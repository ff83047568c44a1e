use anyhow::Result;
use serenity::{
    builder::{CreateCommand, CreateCommandOption},
    model::{application::CommandOptionType, id::GuildId, Permissions},
    prelude::Context,
};

/// Todos los comandos slash del bot
pub fn all_commands() -> Vec<CreateCommand> {
    vec![
        play_command(),
        pause_command(),
        resume_command(),
        skip_command(),
        voteskip_command(),
        stop_command(),
        join_command(),
        leave_command(),
        volume_command(),
        loop_command(),
        queue_command(),
        nowplaying_command(),
        playlist_add_command(),
        playlist_play_command(),
        playlist_list_command(),
        settings_command(),
        help_command(),
    ]
}

/// Registra comandos globales
pub async fn register_global_commands(ctx: &Context) -> Result<()> {
    for command in all_commands() {
        ctx.http.create_global_command(&command).await?;
    }
    Ok(())
}

/// Registra comandos para una guild específica (desarrollo)
pub async fn register_guild_commands(ctx: &Context, guild_id: GuildId) -> Result<()> {
    guild_id.set_commands(&ctx.http, all_commands()).await?;
    Ok(())
}

// Comandos de reproducción

fn play_command() -> CreateCommand {
    CreateCommand::new("play")
        .description("Reproduce una canción (URL o búsqueda)")
        .add_option(
            CreateCommandOption::new(
                CommandOptionType::String,
                "query",
                "URL de YouTube, Spotify, Apple Music, Deezer, Tidal, SoundCloud, Bandcamp, radio o búsqueda",
            )
            .required(true),
        )
}

fn pause_command() -> CreateCommand {
    CreateCommand::new("pause").description("Pausa la reproducción actual")
}

fn resume_command() -> CreateCommand {
    CreateCommand::new("resume").description("Reanuda la reproducción pausada")
}

fn skip_command() -> CreateCommand {
    CreateCommand::new("skip").description("Salta la canción actual")
}

fn voteskip_command() -> CreateCommand {
    CreateCommand::new("voteskip").description("Vota para saltar la canción actual")
}

fn stop_command() -> CreateCommand {
    CreateCommand::new("stop").description("Detiene la reproducción y limpia la cola")
}

// Comandos de conexión

fn join_command() -> CreateCommand {
    CreateCommand::new("join").description("Une el bot a tu canal de voz")
}

fn leave_command() -> CreateCommand {
    CreateCommand::new("leave").description("Desconecta el bot del canal de voz")
}

// Comandos de ajuste

fn volume_command() -> CreateCommand {
    CreateCommand::new("volume")
        .description("Muestra o ajusta el volumen")
        .add_option(
            CreateCommandOption::new(CommandOptionType::Integer, "level", "Volumen (0-100)")
                .min_int_value(0)
                .max_int_value(100),
        )
}

fn loop_command() -> CreateCommand {
    CreateCommand::new("loop")
        .description("Repite la canción actual")
        .add_option(CreateCommandOption::new(
            CommandOptionType::Boolean,
            "enabled",
            "Activar o desactivar (por defecto alterna)",
        ))
}

// Comandos de información

fn queue_command() -> CreateCommand {
    CreateCommand::new("queue")
        .description("Muestra la cola de reproducción")
        .add_option(
            CreateCommandOption::new(CommandOptionType::Integer, "page", "Número de página")
                .min_int_value(1),
        )
}

fn nowplaying_command() -> CreateCommand {
    CreateCommand::new("nowplaying").description("Muestra la canción actual con sus controles")
}

// Playlists guardadas

fn playlist_add_command() -> CreateCommand {
    CreateCommand::new("playlist_add")
        .description("Agrega una canción a una playlist guardada")
        .add_option(
            CreateCommandOption::new(CommandOptionType::String, "name", "Nombre de la playlist")
                .required(true)
                .max_length(100),
        )
        .add_option(
            CreateCommandOption::new(CommandOptionType::String, "query", "URL o búsqueda")
                .required(true),
        )
}

fn playlist_play_command() -> CreateCommand {
    CreateCommand::new("playlist_play")
        .description("Carga una playlist guardada en la cola")
        .add_option(
            CreateCommandOption::new(CommandOptionType::String, "name", "Nombre de la playlist")
                .required(true),
        )
}

fn playlist_list_command() -> CreateCommand {
    CreateCommand::new("playlist_list").description("Lista las playlists guardadas")
}

// Administración y ayuda

fn settings_command() -> CreateCommand {
    CreateCommand::new("settings")
        .description("Muestra o cambia los ajustes del servidor")
        .default_member_permissions(Permissions::MANAGE_GUILD)
        .add_option(
            CreateCommandOption::new(CommandOptionType::Integer, "volume", "Volumen inicial (0-100)")
                .min_int_value(0)
                .max_int_value(100),
        )
        .add_option(
            CreateCommandOption::new(CommandOptionType::Integer, "max_queue", "Tamaño máximo de la cola")
                .min_int_value(1)
                .max_int_value(1000),
        )
        .add_option(
            CreateCommandOption::new(
                CommandOptionType::Integer,
                "idle_timeout",
                "Segundos sin música antes de desconectar",
            )
            .min_int_value(10)
            .max_int_value(3600),
        )
        .add_option(
            CreateCommandOption::new(
                CommandOptionType::Integer,
                "vote_threshold",
                "Porcentaje de oyentes para saltar por votación",
            )
            .min_int_value(1)
            .max_int_value(100),
        )
}

fn help_command() -> CreateCommand {
    CreateCommand::new("help").description("Muestra información de ayuda")
}

#[cfg(test)]
mod tests {
    use super::*;
    use pretty_assertions::assert_eq;
    use std::collections::HashSet;

    fn names() -> Vec<String> {
        all_commands()
            .iter()
            .map(|command| {
                serde_json::to_value(command).unwrap()["name"]
                    .as_str()
                    .unwrap()
                    .to_string()
            })
            .collect()
    }

    #[test]
    fn test_every_command_is_registered_once() {
        let names = names();
        let unique: HashSet<_> = names.iter().collect();

        assert_eq!(names.len(), 17);
        assert_eq!(unique.len(), names.len());
        for expected in [
            "play",
            "voteskip",
            "nowplaying",
            "playlist_add",
            "playlist_play",
            "playlist_list",
            "settings",
            "help",
        ] {
            assert!(names.iter().any(|n| n == expected), "falta /{}", expected);
        }
    }

    #[test]
    fn test_volume_option_is_bounded() {
        let volume = serde_json::to_value(volume_command()).unwrap();
        let option = &volume["options"][0];

        assert_eq!(option["name"], "level");
        assert_eq!(option["min_value"], 0);
        assert_eq!(option["max_value"], 100);
    }

    #[test]
    fn test_settings_requires_manage_guild() {
        let settings = serde_json::to_value(settings_command()).unwrap();

        assert_eq!(
            settings["default_member_permissions"],
            Permissions::MANAGE_GUILD.bits().to_string()
        );
        assert_eq!(settings["options"].as_array().unwrap().len(), 4);
    }
}
use chrono::{DateTime, Utc};
use serenity::model::id::UserId;
use std::{collections::VecDeque, time::Duration};
use tracing::{debug, info};

use crate::{error::PlayerError, sources::Track};

#[derive(Debug, Clone, PartialEq)]
pub struct QueueItem {
    pub track: Track,
    pub requested_by: UserId,
    pub added_at: DateTime<Utc>,
}

impl QueueItem {
    pub fn new(track: Track, requested_by: UserId) -> Self {
        Self {
            track,
            requested_by,
            added_at: Utc::now(),
        }
    }
}

/// Cola FIFO acotada de una sesión
#[derive(Debug)]
pub struct MusicQueue {
    items: VecDeque<QueueItem>,
    max_size: usize,
}

impl MusicQueue {
    pub fn new(max_size: usize) -> Self {
        Self {
            items: VecDeque::new(),
            max_size,
        }
    }

    /// Agrega un track al final; con la cola llena no se modifica nada
    pub fn push(&mut self, item: QueueItem) -> Result<usize, PlayerError> {
        if self.items.len() >= self.max_size {
            return Err(PlayerError::QueueFull { max: self.max_size });
        }

        info!("➕ Agregado a la cola: {}", item.track.title());
        self.items.push_back(item);
        Ok(self.items.len())
    }

    /// Obtiene el siguiente track (FIFO - First In, First Out)
    pub fn pop_next(&mut self) -> Option<QueueItem> {
        let next = self.items.pop_front();
        match &next {
            Some(item) => info!("➡️ Siguiente en cola (FIFO): {}", item.track.title()),
            None => debug!("📭 Cola vacía, no hay siguiente track"),
        }
        next
    }

    /// Limpia la cola
    pub fn clear(&mut self) {
        if !self.items.is_empty() {
            info!("🗑️ Cola limpiada ({} canciones)", self.items.len());
        }
        self.items.clear();
    }

    pub fn len(&self) -> usize {
        self.items.len()
    }

    pub fn is_empty(&self) -> bool {
        self.items.is_empty()
    }

    pub fn max_size(&self) -> usize {
        self.max_size
    }

    pub fn iter(&self) -> impl Iterator<Item = &QueueItem> {
        self.items.iter()
    }

    pub fn total_duration(&self) -> Duration {
        self.items.iter().filter_map(|item| item.track.duration()).sum()
    }
}

/// Una página de la cola para mostrar
#[derive(Debug, Clone, PartialEq)]
pub struct QueuePage<'a> {
    pub items: &'a [QueueItem],
    /// Posición (base 0) del primer elemento de la página dentro de la cola
    pub offset: usize,
    pub current_page: usize,
    pub total_pages: usize,
}

/// Obtiene una página específica (base 1) de una lista de elementos
pub fn page(items: &[QueueItem], page: usize, items_per_page: usize) -> QueuePage<'_> {
    let items_per_page = items_per_page.max(1);
    let total_pages = items.len().div_ceil(items_per_page).max(1);
    let current_page = page.clamp(1, total_pages);
    let start = (current_page - 1) * items_per_page;
    let end = (start + items_per_page).min(items.len());

    QueuePage {
        items: &items[start.min(end)..end],
        offset: start,
        current_page,
        total_pages,
    }
}

#[cfg(test)]
mod tests {
    use super::*;
    use crate::sources::SourceKind;
    use pretty_assertions::assert_eq;

    fn item(title: &str) -> QueueItem {
        QueueItem::new(
            Track::new(title, "artist", format!("https://youtu.be/{}", title), SourceKind::YouTube)
                .with_duration_secs(60),
            UserId::new(1),
        )
    }

    fn titles(queue: &MusicQueue) -> Vec<String> {
        queue.iter().map(|i| i.track.title().to_string()).collect()
    }

    #[test]
    fn test_fifo_order() {
        let mut queue = MusicQueue::new(10);
        queue.push(item("a")).unwrap();
        queue.push(item("b")).unwrap();
        queue.push(item("c")).unwrap();

        assert_eq!(queue.pop_next().unwrap().track.title(), "a");
        assert_eq!(queue.pop_next().unwrap().track.title(), "b");
        assert_eq!(queue.pop_next().unwrap().track.title(), "c");
        assert!(queue.pop_next().is_none());
    }

    #[test]
    fn test_full_queue_is_left_unchanged() {
        let mut queue = MusicQueue::new(2);
        assert_eq!(queue.push(item("a")).unwrap(), 1);
        assert_eq!(queue.push(item("b")).unwrap(), 2);

        let err = queue.push(item("c")).unwrap_err();
        assert!(matches!(err, PlayerError::QueueFull { max: 2 }));
        assert_eq!(titles(&queue), vec!["a", "b"]);
    }

    #[test]
    fn test_total_duration() {
        let mut queue = MusicQueue::new(10);
        queue.push(item("a")).unwrap();
        queue.push(item("b")).unwrap();

        assert_eq!(queue.total_duration(), Duration::from_secs(120));
        queue.clear();
        assert!(queue.is_empty());
    }

    #[test]
    fn test_pagination() {
        let items: Vec<_> = (0..12).map(|i| item(&i.to_string())).collect();

        let first = page(&items, 1, 5);
        assert_eq!(first.items.len(), 5);
        assert_eq!(first.total_pages, 3);
        assert_eq!(first.offset, 0);

        let last = page(&items, 99, 5);
        assert_eq!(last.current_page, 3);
        assert_eq!(last.items.len(), 2);
        assert_eq!(last.offset, 10);

        let empty = page(&[], 1, 5);
        assert_eq!(empty.total_pages, 1);
        assert!(empty.items.is_empty());
    }
}
//! Launching the external decode backends.
//!
//! Every track is played from the stdout of a subprocess: `yt-dlp` for
//! anything an extractor understands, `ffmpeg` for raw HTTP files and radio
//! streams. [`spawn_primed`] only hands the stream over once the backend has
//! produced its first bytes, and those bytes are replayed through
//! [`StreamRelay`] so the consumer always sees the stream from the start.

use async_trait::async_trait;
use parking_lot::Mutex;
use std::{
    ffi::OsString,
    fmt,
    io::{self, Cursor, Read},
    path::PathBuf,
    process::{Child, Command, ExitStatus, Stdio},
    sync::{
        atomic::{AtomicBool, Ordering},
        Arc,
    },
    thread,
    time::Duration,
};
use tracing::{debug, info, warn};

use crate::{config::Config, error::StreamStartError, sources::SourceKind, sources::Track};

/// Tamaño máximo del primer bloque leído del backend
const FIRST_CHUNK_SIZE: usize = 16 * 1024;

/// Máximo de stderr conservado para diagnóstico (se guarda el final)
const DIAGNOSTICS_LIMIT: usize = 8 * 1024;

/// Backend de decodificación
#[derive(Debug, Clone, Copy, PartialEq, Eq)]
pub enum Backend {
    /// `yt-dlp` escribiendo el mejor audio disponible a stdout
    Extractor,
    /// `ffmpeg` re-codificando un stream HTTP a WAV 48 kHz estéreo
    Transcoder,
}

impl Backend {
    pub fn for_kind(kind: SourceKind) -> Self {
        match kind {
            SourceKind::YouTube
            | SourceKind::SpotifyBridge
            | SourceKind::AppleMusicBridge
            | SourceKind::DeezerBridge
            | SourceKind::TidalBridge
            | SourceKind::SoundCloud
            | SourceKind::Bandcamp
            | SourceKind::Unknown => Self::Extractor,
            SourceKind::DirectHttp | SourceKind::Radio => Self::Transcoder,
        }
    }

    /// Extensión usada como pista de formato para el demuxer
    pub fn format_hint(self) -> &'static str {
        match self {
            Self::Extractor => "webm",
            Self::Transcoder => "wav",
        }
    }
}

impl fmt::Display for Backend {
    fn fmt(&self, f: &mut fmt::Formatter<'_>) -> fmt::Result {
        match self {
            Self::Extractor => f.write_str("yt-dlp"),
            Self::Transcoder => f.write_str("ffmpeg"),
        }
    }
}

pub fn extractor_args(locator: &str, cookies: Option<&PathBuf>) -> Vec<OsString> {
    let mut args: Vec<OsString> = [
        "-f",
        "bestaudio[ext=webm]/bestaudio/best",
        "--no-playlist",
        "--quiet",
        "--no-warnings",
    ]
    .into_iter()
    .map(OsString::from)
    .collect();

    if let Some(cookies) = cookies {
        args.push("--cookies".into());
        args.push(cookies.into());
    }

    args.extend(["-o", "-", "--", locator].map(OsString::from));
    args
}

pub fn transcoder_args(url: &str) -> Vec<OsString> {
    [
        "-hide_banner",
        "-loglevel",
        "error",
        "-reconnect",
        "1",
        "-reconnect_streamed",
        "1",
        "-reconnect_delay_max",
        "5",
        "-i",
        url,
        "-vn",
        "-f",
        "wav",
        "-ar",
        "48000",
        "-ac",
        "2",
        "pipe:1",
    ]
    .map(OsString::from)
    .to_vec()
}

/// Lector que reproduce primero el bloque ya leído y después el resto del pipe
pub struct StreamRelay {
    primed: Cursor<Vec<u8>>,
    inner: Box<dyn Read + Send + Sync>,
}

impl StreamRelay {
    pub fn new(first_chunk: Vec<u8>, inner: Box<dyn Read + Send + Sync>) -> Self {
        Self {
            primed: Cursor::new(first_chunk),
            inner,
        }
    }

    /// Relay sobre bytes en memoria, sin proceso detrás
    pub fn from_bytes(bytes: Vec<u8>) -> Self {
        Self::new(bytes, Box::new(io::empty()))
    }
}

impl Read for StreamRelay {
    fn read(&mut self, buf: &mut [u8]) -> io::Result<usize> {
        let n = self.primed.read(buf)?;
        if n > 0 {
            return Ok(n);
        }
        self.inner.read(buf)
    }
}

/// Handle compartido del subproceso activo.
///
/// `kill` never blocks: the signal is sent immediately and the child is
/// reaped on a blocking worker.
#[derive(Clone)]
pub struct ProcessHandle {
    child: Arc<Mutex<Option<Child>>>,
    killed: Arc<AtomicBool>,
    pid: Option<u32>,
}

impl fmt::Debug for ProcessHandle {
    fn fmt(&self, f: &mut fmt::Formatter<'_>) -> fmt::Result {
        f.debug_struct("ProcessHandle")
            .field("pid", &self.pid)
            .field("killed", &self.is_killed())
            .finish()
    }
}

impl ProcessHandle {
    fn new(child: Child) -> Self {
        Self {
            pid: Some(child.id()),
            child: Arc::new(Mutex::new(Some(child))),
            killed: Arc::new(AtomicBool::new(false)),
        }
    }

    /// Handle sin proceso real, para backends falsos en tests
    #[cfg(test)]
    pub(crate) fn detached() -> Self {
        Self {
            child: Arc::new(Mutex::new(None)),
            killed: Arc::new(AtomicBool::new(false)),
            pid: None,
        }
    }

    pub fn pid(&self) -> Option<u32> {
        self.pid
    }

    pub fn is_killed(&self) -> bool {
        self.killed.load(Ordering::SeqCst)
    }

    /// Termina el proceso; llamadas repetidas no tienen efecto
    pub fn kill(&self) {
        if self.killed.swap(true, Ordering::SeqCst) {
            return;
        }

        let Some(mut child) = self.child.lock().take() else {
            return;
        };

        if let Err(e) = child.kill() {
            // El proceso ya había terminado por su cuenta
            debug!("kill de pid {:?}: {}", self.pid, e);
        }
        reap(child);
    }

    /// Espera la salida del proceso tras cerrar stdout, matándolo si no sale a tiempo
    fn wait_exit(&self, grace: Duration) -> Option<ExitStatus> {
        let mut child = self.child.lock().take()?;
        self.killed.store(true, Ordering::SeqCst);

        let deadline = std::time::Instant::now() + grace;
        loop {
            match child.try_wait() {
                Ok(Some(status)) => return Some(status),
                Ok(None) if std::time::Instant::now() < deadline => {
                    thread::sleep(Duration::from_millis(10));
                }
                Ok(None) | Err(_) => {
                    let _ = child.kill();
                    return child.wait().ok();
                }
            }
        }
    }
}

fn reap(mut child: Child) {
    let wait = move || {
        let _ = child.wait();
    };
    match tokio::runtime::Handle::try_current() {
        Ok(handle) => {
            handle.spawn_blocking(wait);
        }
        Err(_) => {
            thread::spawn(wait);
        }
    }
}

/// Stderr del backend drenado en un hilo aparte
struct Diagnostics {
    buffer: Arc<Mutex<Vec<u8>>>,
    drain: Option<thread::JoinHandle<()>>,
}

impl Diagnostics {
    fn capture(stderr: Option<impl Read + Send + 'static>) -> Self {
        let buffer = Arc::new(Mutex::new(Vec::new()));
        let drain = stderr.map(|mut stderr| {
            let buffer = buffer.clone();
            thread::spawn(move || {
                let mut chunk = [0u8; 1024];
                while let Ok(n) = stderr.read(&mut chunk) {
                    if n == 0 {
                        break;
                    }
                    let mut buffer = buffer.lock();
                    buffer.extend_from_slice(&chunk[..n]);
                    if buffer.len() > DIAGNOSTICS_LIMIT {
                        let excess = buffer.len() - DIAGNOSTICS_LIMIT;
                        buffer.drain(..excess);
                    }
                }
            })
        });

        Self { buffer, drain }
    }

    fn snapshot(&self) -> String {
        String::from_utf8_lossy(&self.buffer.lock()).trim().to_string()
    }

    /// Espera a que el proceso cierre stderr y devuelve todo lo capturado
    fn finish(mut self) -> String {
        if let Some(drain) = self.drain.take() {
            let _ = drain.join();
        }
        self.snapshot()
    }
}

/// Stream listo para reproducir: bytes + proceso que los produce
pub struct PlayableStream {
    pub reader: StreamRelay,
    pub process: ProcessHandle,
    pub backend: Backend,
}

impl PlayableStream {
    pub fn format_hint(&self) -> &'static str {
        self.backend.format_hint()
    }
}

/// Crea el stream de audio de un track
#[async_trait]
pub trait StreamFactory: Send + Sync {
    async fn create_stream(&self, track: &Track) -> Result<PlayableStream, StreamStartError>;
}

/// Lanza el proceso y espera su primer bloque de salida.
///
/// Fails with `Spawn` if the process cannot start, `EarlyExit` if stdout
/// closes before any byte, and `Timeout` (after killing the process) if
/// nothing arrives within `timeout`.
pub async fn spawn_primed(
    mut command: Command,
    backend: Backend,
    timeout: Duration,
) -> Result<PlayableStream, StreamStartError> {
    command
        .stdin(Stdio::null())
        .stdout(Stdio::piped())
        .stderr(Stdio::piped());

    let mut child = command
        .spawn()
        .map_err(|source| StreamStartError::Spawn { backend, source })?;

    let stdout = child.stdout.take().ok_or_else(|| StreamStartError::Io {
        backend,
        source: io::Error::other("stdout no capturado"),
    })?;
    let diagnostics = Diagnostics::capture(child.stderr.take());
    let process = ProcessHandle::new(child);

    debug!("🚀 {} lanzado (pid {:?})", backend, process.pid());

    let first_read = tokio::task::spawn_blocking(move || {
        let mut stdout = stdout;
        let mut chunk = vec![0u8; FIRST_CHUNK_SIZE];
        let n = stdout.read(&mut chunk)?;
        chunk.truncate(n);
        Ok::<_, io::Error>((stdout, chunk))
    });

    let (stdout, chunk) = match tokio::time::timeout(timeout, first_read).await {
        Ok(Ok(Ok(read))) => read,
        Ok(Ok(Err(source))) => {
            process.kill();
            return Err(StreamStartError::Io { backend, source });
        }
        Ok(Err(join_error)) => {
            process.kill();
            return Err(StreamStartError::Io {
                backend,
                source: io::Error::other(join_error),
            });
        }
        Err(_) => {
            process.kill();
            let diagnostics = diagnostics.snapshot();
            warn!("⏱️ {} no produjo audio en {:?}", backend, timeout);
            return Err(StreamStartError::Timeout {
                backend,
                timeout,
                diagnostics,
            });
        }
    };

    if chunk.is_empty() {
        let waiter = process.clone();
        let (status, diagnostics) = tokio::task::spawn_blocking(move || {
            let status = waiter.wait_exit(Duration::from_millis(500));
            (status, diagnostics.finish())
        })
        .await
        .map_err(|e| StreamStartError::Io {
            backend,
            source: io::Error::other(e),
        })?;

        let status = status.map_or_else(|| "estado desconocido".to_string(), |s| s.to_string());
        warn!("💀 {} terminó sin producir audio ({})", backend, status);
        return Err(StreamStartError::EarlyExit {
            backend,
            status,
            diagnostics,
        });
    }

    debug!("🎚️ {} produjo {} bytes iniciales", backend, chunk.len());

    Ok(PlayableStream {
        reader: StreamRelay::new(chunk, Box::new(stdout)),
        process,
        backend,
    })
}

/// Fábrica de producción basada en `yt-dlp` y `ffmpeg`
#[derive(Debug, Clone)]
pub struct SubprocessStreamFactory {
    ytdlp: PathBuf,
    ffmpeg: PathBuf,
    cookies: Option<PathBuf>,
    startup_timeout: Duration,
}

impl SubprocessStreamFactory {
    pub fn new(ytdlp: PathBuf, ffmpeg: PathBuf, cookies: Option<PathBuf>, startup_timeout: Duration) -> Self {
        Self {
            ytdlp,
            ffmpeg,
            cookies,
            startup_timeout,
        }
    }

    pub fn from_config(config: &Config) -> Self {
        Self::new(
            config.ytdlp_path.clone(),
            config.ffmpeg_path.clone(),
            config.cookies_file(),
            config.stream_startup_timeout(),
        )
    }

    fn command_for(&self, backend: Backend, locator: &str) -> Command {
        match backend {
            Backend::Extractor => {
                let mut command = Command::new(&self.ytdlp);
                command.args(extractor_args(locator, self.cookies.as_ref()));
                command
            }
            Backend::Transcoder => {
                let mut command = Command::new(&self.ffmpeg);
                command.args(transcoder_args(locator));
                command
            }
        }
    }
}

#[async_trait]
impl StreamFactory for SubprocessStreamFactory {
    async fn create_stream(&self, track: &Track) -> Result<PlayableStream, StreamStartError> {
        let backend = Backend::for_kind(track.source_kind());
        info!("🎵 Iniciando {} para: {}", backend, track.title());

        let command = self.command_for(backend, track.playable_locator());
        spawn_primed(command, backend, self.startup_timeout).await
    }
}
--------------------
▸ **Task description**: Each line in the records above that contains the word "AtomicBool" must be copied.

▸ **Task result**:
        atomic::{AtomicBool, Ordering},
    killed: Arc<AtomicBool>,
            killed: Arc::new(AtomicBool::new(false)),
            killed: Arc::new(AtomicBool::new(false)),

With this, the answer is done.